PROMPT:
The lines below are to be quoted exactly, from the first through the one that contains "configure, in days.".
[TASK MATERIAL Boundary: Start]
//! Store-wide operating policy.

use chrono::{NaiveDate, NaiveTime};
use serde::{Deserialize, Serialize};

use crate::error::{DomainError, DomainResult, ErrorCode};
use crate::types::{HolidayId, Money};

/// Longest reservation horizon an admin may configure, in days.
pub const MAX_RESERVATION_DAYS: i32 = 14;

/// The singleton store policy.
///
/// Opening hours and the same-day cutoff are store-local wall-clock times.
/// Money values are fallbacks used when a delivery zone has no override.
#[derive(Debug, Clone, PartialEq, Eq, Serialize, Deserialize)]
pub struct StorePolicy {
    pub open_time: NaiveTime,
    pub close_time: NaiveTime,
    pub same_day_cutoff_time: NaiveTime,
    pub min_order_amount_default: Money,
    pub base_delivery_fee_default: Money,
    pub free_delivery_threshold_default: Money,
    /// How many days past today a slot may be booked.
    pub allow_reservation_days: i32,
}

impl Default for StorePolicy {
    fn default() -> Self {
        Self {
            open_time: NaiveTime::from_hms_opt(9, 0, 0).unwrap_or(NaiveTime::MIN),
            close_time: NaiveTime::from_hms_opt(21, 0, 0).unwrap_or(NaiveTime::MIN),
            same_day_cutoff_time: NaiveTime::from_hms_opt(19, 0, 0).unwrap_or(NaiveTime::MIN),
            min_order_amount_default: Money::ZERO,
            base_delivery_fee_default: Money::ZERO,
            free_delivery_threshold_default: Money::ZERO,
            allow_reservation_days: 2,
        }
    }
}

impl StorePolicy {
    /// Returns `true` if `t` lies within opening hours, both ends inclusive.
    #[must_use]
    pub fn is_open_at(&self, t: NaiveTime) -> bool {
        self.open_time <= t && t <= self.close_time
    }

    /// Returns `true` if `t` is past the same-day cutoff.
    #[must_use]
    pub fn is_past_cutoff(&self, t: NaiveTime) -> bool {
        t > self.same_day_cutoff_time
    }

    /// Check that the policy is internally consistent.
    ///
    /// # Errors
    ///
    /// Returns `INVALID_POLICY` for negative amounts, a reservation horizon
    /// outside `0..=14`, opening hours that do not open before they close, or
    /// a cutoff outside opening hours.
    pub fn validate(&self) -> DomainResult<()> {
        let amounts = [
            ("min_order_amount_default", self.min_order_amount_default),
            ("base_delivery_fee_default", self.base_delivery_fee_default),
            ("free_delivery_threshold_default", self.free_delivery_threshold_default),
        ];
        for (field, amount) in amounts {
            if amount.is_negative() {
                return Err(invalid(format!("{field} must not be negative")));
            }
        }

        if !(0..=MAX_RESERVATION_DAYS).contains(&self.allow_reservation_days) {
            return Err(invalid(format!(
                "allow_reservation_days must be between 0 and {MAX_RESERVATION_DAYS}"
            )));
        }

        if self.open_time >= self.close_time {
            return Err(invalid("open_time must be before close_time"));
        }

        if !self.is_open_at(self.same_day_cutoff_time) {
            return Err(invalid("same_day_cutoff_time must be within opening hours"));
        }

        Ok(())
    }

    /// Apply a partial update, returning the validated result.
    ///
    /// # Errors
    ///
    /// Returns `INVALID_POLICY` if the merged policy fails [`Self::validate`].
    pub fn patched(&self, patch: &PolicyPatch) -> DomainResult<Self> {
        let merged = Self {
            open_time: patch.open_time.unwrap_or(self.open_time),
            close_time: patch.close_time.unwrap_or(self.close_time),
            same_day_cutoff_time: patch.same_day_cutoff_time.unwrap_or(self.same_day_cutoff_time),
            min_order_amount_default: patch
                .min_order_amount_default
                .unwrap_or(self.min_order_amount_default),
            base_delivery_fee_default: patch
                .base_delivery_fee_default
                .unwrap_or(self.base_delivery_fee_default),
            free_delivery_threshold_default: patch
                .free_delivery_threshold_default
                .unwrap_or(self.free_delivery_threshold_default),
            allow_reservation_days: patch
                .allow_reservation_days
                .unwrap_or(self.allow_reservation_days),
        };
        merged.validate()?;
        Ok(merged)
    }
}

fn invalid(message: impl Into<String>) -> DomainError {
    DomainError::new(ErrorCode::InvalidPolicy, message)
}

/// Partial update to the store policy. Absent fields are left unchanged.
#[derive(Debug, Clone, Default, PartialEq, Eq, Serialize, Deserialize)]
#[serde(default)]
pub struct PolicyPatch {
    pub open_time: Option<NaiveTime>,
    pub close_time: Option<NaiveTime>,
    pub same_day_cutoff_time: Option<NaiveTime>,
    pub min_order_amount_default: Option<Money>,
    pub base_delivery_fee_default: Option<Money>,
    pub free_delivery_threshold_default: Option<Money>,
    pub allow_reservation_days: Option<i32>,
}

/// Longest holiday reason accepted.
pub const MAX_HOLIDAY_REASON_LEN: usize = 200;

/// A calendar date the store treats specially.
#[derive(Debug, Clone, PartialEq, Eq, Serialize, Deserialize)]
pub struct Holiday {
    pub id: HolidayId,
    pub holiday_date: NaiveDate,
    pub reason: Option<String>,
    /// Closed dates block both same-day orders and slots on that date.
    pub is_closed: bool,
}

/// Dates on which the store is closed.
pub fn closed_dates<'a>(holidays: impl IntoIterator<Item = &'a Holiday>) -> Vec<NaiveDate> {
    holidays
        .into_iter()
        .filter(|h| h.is_closed)
        .map(|h| h.holiday_date)
        .collect()
}

/// Input for creating a holiday.
#[derive(Debug, Clone, PartialEq, Eq, Serialize, Deserialize)]
pub struct HolidayDraft {
    pub holiday_date: NaiveDate,
    #[serde(default)]
    pub reason: Option<String>,
    #[serde(default = "default_closed")]
    pub is_closed: bool,
}

const fn default_closed() -> bool {
    true
}

impl HolidayDraft {
    /// Trim the reason and check its length.
    ///
    /// # Errors
    ///
    /// Returns `INVALID_REQUEST` for a reason over 200 characters.
    pub fn normalized(mut self) -> DomainResult<Self> {
        self.reason = self
            .reason
            .map(|r| r.trim().to_owned())
            .filter(|r| !r.is_empty());
        if self
            .reason
            .as_ref()
            .is_some_and(|r| r.chars().count() > MAX_HOLIDAY_REASON_LEN)
        {
            return Err(DomainError::invalid_request(format!(
                "reason must be at most {MAX_HOLIDAY_REASON_LEN} characters"
            )));
        }
        Ok(self)
    }
}

/// Partial update to a holiday.
#[derive(Debug, Clone, Default, PartialEq, Eq, Serialize, Deserialize)]
pub struct HolidayPatch {
    #[serde(default)]
    pub holiday_date: Option<NaiveDate>,
    #[serde(default, deserialize_with = "crate::catalog::present")]
    pub reason: Option<Option<String>>,
    #[serde(default)]
    pub is_closed: Option<bool>,
}

impl HolidayPatch {
    /// Merge this patch over `current`.
    ///
    /// # Errors
    ///
    /// Same as [`HolidayDraft::normalized`].
    pub fn merge(self, current: &Holiday) -> DomainResult<HolidayDraft> {
        HolidayDraft {
            holiday_date: self.holiday_date.unwrap_or(current.holiday_date),
            reason: self.reason.unwrap_or_else(|| current.reason.clone()),
            is_closed: self.is_closed.unwrap_or(current.is_closed),
        }
        .normalized()
    }
}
[TASK MATERIAL Boundary: End]
SOLUTION BELOW:
//! Store-wide operating policy.

use chrono::{NaiveDate, NaiveTime};
use serde::{Deserialize, Serialize};

use crate::error::{DomainError, DomainResult, ErrorCode};
use crate::types::{HolidayId, Money};

/// Longest reservation horizon an admin may configure, in days.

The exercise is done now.